**Task**
Go through the entries below and count the lines where the word "last" appears; give only the count.

**Material supplied**
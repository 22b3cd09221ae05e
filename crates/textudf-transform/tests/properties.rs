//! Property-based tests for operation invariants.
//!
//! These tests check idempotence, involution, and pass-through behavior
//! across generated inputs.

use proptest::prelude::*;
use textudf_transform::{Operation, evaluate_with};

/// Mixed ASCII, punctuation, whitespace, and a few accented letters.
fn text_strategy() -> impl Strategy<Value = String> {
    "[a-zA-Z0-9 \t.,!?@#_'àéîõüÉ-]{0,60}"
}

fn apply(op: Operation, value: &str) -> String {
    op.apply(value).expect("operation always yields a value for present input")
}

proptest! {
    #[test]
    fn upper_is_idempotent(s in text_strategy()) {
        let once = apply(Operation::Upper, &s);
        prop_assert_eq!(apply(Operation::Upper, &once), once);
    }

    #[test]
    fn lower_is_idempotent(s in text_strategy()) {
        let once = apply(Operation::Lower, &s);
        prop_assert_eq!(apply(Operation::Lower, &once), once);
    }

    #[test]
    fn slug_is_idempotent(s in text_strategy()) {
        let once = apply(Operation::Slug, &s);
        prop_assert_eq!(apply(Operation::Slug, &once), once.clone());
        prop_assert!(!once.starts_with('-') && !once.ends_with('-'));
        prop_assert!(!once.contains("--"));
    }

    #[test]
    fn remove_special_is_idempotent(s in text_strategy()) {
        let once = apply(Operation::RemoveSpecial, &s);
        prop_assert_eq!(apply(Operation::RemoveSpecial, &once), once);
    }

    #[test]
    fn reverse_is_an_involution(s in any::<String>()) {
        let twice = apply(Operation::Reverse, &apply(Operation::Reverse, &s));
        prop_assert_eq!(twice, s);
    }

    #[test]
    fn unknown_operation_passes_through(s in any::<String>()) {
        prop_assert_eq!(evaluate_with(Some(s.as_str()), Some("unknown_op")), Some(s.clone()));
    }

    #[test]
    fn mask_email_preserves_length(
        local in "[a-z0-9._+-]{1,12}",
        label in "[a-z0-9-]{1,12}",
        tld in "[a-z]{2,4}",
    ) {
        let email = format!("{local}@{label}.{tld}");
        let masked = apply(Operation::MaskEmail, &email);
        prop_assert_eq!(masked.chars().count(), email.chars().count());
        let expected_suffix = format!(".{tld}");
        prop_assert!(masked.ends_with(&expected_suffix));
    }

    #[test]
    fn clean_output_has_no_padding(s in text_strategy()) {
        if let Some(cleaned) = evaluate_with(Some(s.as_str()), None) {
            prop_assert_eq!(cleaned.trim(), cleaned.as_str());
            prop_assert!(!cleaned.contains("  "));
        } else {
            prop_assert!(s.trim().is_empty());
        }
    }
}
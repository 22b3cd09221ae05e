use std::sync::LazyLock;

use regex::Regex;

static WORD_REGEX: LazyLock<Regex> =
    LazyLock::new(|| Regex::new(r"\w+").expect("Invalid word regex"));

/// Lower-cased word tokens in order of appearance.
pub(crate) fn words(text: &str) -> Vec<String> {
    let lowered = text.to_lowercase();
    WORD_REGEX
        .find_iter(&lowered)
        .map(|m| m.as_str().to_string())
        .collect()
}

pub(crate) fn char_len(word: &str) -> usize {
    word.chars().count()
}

--

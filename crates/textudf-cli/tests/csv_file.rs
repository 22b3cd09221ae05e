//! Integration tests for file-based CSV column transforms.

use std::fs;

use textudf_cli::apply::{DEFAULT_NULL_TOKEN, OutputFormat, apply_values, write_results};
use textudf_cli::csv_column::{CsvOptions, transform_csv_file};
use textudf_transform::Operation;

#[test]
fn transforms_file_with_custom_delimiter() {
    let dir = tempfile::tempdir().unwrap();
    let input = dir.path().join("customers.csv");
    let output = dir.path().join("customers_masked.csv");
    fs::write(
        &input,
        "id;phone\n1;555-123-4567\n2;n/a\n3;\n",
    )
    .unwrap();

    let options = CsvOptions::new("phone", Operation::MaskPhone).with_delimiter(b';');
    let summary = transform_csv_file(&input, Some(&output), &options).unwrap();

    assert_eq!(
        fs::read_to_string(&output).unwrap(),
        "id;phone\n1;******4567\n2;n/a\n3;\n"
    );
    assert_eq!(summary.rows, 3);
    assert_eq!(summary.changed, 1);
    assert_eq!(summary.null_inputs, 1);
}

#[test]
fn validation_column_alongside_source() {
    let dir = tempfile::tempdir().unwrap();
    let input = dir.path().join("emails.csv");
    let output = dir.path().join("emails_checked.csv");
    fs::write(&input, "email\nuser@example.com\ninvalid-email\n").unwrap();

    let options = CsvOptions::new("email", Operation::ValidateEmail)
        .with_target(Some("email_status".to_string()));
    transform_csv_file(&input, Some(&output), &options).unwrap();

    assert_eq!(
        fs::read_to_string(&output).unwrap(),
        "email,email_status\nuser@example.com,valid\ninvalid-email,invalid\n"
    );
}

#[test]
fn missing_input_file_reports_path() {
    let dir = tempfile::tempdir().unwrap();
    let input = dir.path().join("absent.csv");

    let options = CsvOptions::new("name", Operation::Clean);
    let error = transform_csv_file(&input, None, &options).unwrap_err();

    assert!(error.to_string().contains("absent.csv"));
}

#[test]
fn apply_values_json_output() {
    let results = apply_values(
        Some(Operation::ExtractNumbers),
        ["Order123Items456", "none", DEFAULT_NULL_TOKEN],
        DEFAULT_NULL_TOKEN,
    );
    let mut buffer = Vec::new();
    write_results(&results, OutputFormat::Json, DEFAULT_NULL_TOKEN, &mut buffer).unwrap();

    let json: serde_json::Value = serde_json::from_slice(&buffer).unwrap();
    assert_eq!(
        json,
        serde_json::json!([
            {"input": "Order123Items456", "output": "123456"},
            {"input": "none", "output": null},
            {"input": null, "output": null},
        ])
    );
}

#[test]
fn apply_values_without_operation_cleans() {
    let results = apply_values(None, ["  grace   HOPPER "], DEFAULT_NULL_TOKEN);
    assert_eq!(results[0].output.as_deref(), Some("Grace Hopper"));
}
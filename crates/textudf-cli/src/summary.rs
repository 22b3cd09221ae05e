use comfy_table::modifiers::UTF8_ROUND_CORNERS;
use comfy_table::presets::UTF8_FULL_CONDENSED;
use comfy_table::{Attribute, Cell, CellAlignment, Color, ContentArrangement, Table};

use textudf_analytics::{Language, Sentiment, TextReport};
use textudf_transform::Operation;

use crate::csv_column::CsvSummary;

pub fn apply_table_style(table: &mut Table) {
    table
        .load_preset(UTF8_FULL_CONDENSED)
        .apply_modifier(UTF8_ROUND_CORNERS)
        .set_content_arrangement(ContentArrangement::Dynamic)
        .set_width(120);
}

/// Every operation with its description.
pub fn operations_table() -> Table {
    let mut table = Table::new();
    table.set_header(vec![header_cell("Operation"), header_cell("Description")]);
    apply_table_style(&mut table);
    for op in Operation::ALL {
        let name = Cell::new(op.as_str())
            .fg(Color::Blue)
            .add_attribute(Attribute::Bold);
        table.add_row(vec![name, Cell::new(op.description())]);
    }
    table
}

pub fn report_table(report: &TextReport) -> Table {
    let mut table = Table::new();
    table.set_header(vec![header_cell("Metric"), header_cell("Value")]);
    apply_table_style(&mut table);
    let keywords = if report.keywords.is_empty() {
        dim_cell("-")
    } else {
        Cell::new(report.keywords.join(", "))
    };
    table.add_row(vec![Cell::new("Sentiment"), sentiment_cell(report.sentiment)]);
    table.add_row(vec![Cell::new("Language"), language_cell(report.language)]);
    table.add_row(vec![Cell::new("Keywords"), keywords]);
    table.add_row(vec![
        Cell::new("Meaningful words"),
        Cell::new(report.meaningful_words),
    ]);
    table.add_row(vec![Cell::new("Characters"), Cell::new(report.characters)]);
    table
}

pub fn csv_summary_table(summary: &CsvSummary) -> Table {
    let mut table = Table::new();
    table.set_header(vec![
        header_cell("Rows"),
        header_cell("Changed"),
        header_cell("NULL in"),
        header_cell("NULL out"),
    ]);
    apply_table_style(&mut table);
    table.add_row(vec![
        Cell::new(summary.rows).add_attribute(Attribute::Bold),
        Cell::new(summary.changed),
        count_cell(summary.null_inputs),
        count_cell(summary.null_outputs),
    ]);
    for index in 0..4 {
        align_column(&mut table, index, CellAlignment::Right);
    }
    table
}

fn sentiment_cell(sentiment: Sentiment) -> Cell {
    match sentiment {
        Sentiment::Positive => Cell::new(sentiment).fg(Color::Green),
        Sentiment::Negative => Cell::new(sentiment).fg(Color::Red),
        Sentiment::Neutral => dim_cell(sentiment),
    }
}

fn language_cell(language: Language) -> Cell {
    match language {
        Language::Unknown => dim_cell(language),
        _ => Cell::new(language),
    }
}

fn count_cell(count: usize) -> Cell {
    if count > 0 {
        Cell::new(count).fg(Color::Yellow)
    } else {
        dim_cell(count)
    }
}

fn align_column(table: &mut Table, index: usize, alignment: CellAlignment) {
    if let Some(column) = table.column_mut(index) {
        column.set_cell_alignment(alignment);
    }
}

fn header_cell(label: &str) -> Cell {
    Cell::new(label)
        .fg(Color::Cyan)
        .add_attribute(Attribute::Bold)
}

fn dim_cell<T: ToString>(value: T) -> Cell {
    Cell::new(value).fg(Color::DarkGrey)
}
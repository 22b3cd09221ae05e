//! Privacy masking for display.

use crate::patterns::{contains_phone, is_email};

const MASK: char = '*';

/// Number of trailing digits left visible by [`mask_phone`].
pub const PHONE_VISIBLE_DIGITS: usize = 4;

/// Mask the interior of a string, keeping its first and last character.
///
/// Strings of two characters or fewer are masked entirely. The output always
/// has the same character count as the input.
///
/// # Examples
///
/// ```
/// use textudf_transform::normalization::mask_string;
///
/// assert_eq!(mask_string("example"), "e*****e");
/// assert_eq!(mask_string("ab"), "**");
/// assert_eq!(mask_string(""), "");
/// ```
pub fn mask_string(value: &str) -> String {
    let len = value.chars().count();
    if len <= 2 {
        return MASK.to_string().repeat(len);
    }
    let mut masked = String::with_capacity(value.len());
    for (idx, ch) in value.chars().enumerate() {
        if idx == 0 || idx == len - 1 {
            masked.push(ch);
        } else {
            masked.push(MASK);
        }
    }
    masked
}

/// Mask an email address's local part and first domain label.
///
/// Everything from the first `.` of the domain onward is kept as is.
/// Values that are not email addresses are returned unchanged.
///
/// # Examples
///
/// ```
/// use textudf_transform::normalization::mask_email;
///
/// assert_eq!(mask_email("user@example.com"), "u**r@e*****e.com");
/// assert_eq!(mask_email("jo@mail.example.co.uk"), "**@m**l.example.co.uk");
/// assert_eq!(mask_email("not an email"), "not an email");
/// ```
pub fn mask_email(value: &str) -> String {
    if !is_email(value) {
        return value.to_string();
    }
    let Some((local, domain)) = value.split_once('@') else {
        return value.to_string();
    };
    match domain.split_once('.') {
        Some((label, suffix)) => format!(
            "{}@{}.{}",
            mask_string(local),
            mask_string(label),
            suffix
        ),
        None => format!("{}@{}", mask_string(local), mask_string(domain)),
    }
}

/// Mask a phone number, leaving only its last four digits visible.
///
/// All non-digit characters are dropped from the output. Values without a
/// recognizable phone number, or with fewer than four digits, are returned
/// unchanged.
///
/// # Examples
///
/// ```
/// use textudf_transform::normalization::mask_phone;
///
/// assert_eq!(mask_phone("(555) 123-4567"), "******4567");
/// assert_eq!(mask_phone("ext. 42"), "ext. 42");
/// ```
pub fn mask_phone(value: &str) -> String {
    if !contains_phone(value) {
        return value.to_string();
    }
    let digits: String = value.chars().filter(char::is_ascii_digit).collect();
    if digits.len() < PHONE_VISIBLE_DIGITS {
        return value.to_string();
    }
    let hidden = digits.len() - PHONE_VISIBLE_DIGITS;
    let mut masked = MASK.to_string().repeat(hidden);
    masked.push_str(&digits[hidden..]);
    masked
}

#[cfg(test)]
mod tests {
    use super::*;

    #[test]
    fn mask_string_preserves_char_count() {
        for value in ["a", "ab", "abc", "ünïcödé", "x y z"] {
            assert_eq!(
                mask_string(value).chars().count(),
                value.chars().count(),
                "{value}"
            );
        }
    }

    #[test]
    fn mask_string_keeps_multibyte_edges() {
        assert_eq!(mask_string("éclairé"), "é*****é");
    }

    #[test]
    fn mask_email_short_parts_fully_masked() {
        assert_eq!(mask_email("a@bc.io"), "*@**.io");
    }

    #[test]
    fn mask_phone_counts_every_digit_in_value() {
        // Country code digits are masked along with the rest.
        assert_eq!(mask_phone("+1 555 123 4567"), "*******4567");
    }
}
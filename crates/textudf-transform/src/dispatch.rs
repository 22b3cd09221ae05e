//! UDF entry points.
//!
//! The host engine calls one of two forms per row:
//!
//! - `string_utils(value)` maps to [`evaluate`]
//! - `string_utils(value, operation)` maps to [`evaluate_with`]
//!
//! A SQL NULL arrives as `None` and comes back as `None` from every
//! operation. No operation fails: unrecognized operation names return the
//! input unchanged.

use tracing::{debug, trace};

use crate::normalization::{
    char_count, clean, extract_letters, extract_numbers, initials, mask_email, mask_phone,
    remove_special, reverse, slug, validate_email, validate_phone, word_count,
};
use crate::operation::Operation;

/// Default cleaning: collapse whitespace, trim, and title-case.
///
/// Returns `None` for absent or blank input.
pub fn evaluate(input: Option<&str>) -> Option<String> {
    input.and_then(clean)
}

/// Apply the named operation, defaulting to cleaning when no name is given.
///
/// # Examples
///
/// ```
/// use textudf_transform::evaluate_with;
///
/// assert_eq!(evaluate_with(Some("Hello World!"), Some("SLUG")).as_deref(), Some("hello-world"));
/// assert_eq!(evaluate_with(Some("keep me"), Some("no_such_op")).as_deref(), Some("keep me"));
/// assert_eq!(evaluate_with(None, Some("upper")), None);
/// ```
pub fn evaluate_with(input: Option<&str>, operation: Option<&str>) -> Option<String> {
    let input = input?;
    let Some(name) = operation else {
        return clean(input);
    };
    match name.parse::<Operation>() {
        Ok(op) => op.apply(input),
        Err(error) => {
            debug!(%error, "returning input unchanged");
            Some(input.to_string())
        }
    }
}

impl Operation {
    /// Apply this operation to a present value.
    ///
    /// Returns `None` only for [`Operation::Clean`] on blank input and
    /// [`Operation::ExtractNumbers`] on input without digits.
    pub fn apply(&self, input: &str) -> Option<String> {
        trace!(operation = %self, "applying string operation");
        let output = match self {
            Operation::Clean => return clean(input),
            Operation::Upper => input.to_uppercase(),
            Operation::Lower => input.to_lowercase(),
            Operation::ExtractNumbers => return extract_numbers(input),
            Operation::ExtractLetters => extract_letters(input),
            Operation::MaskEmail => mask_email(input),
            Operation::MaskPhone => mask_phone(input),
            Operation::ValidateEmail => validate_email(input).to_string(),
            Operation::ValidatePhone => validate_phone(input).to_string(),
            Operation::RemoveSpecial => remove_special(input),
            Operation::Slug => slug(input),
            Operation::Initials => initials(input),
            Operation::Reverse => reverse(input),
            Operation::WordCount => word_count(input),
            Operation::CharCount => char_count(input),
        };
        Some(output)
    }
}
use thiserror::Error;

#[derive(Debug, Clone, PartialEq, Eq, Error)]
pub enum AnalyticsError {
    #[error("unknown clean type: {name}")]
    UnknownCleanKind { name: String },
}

**Solution**
2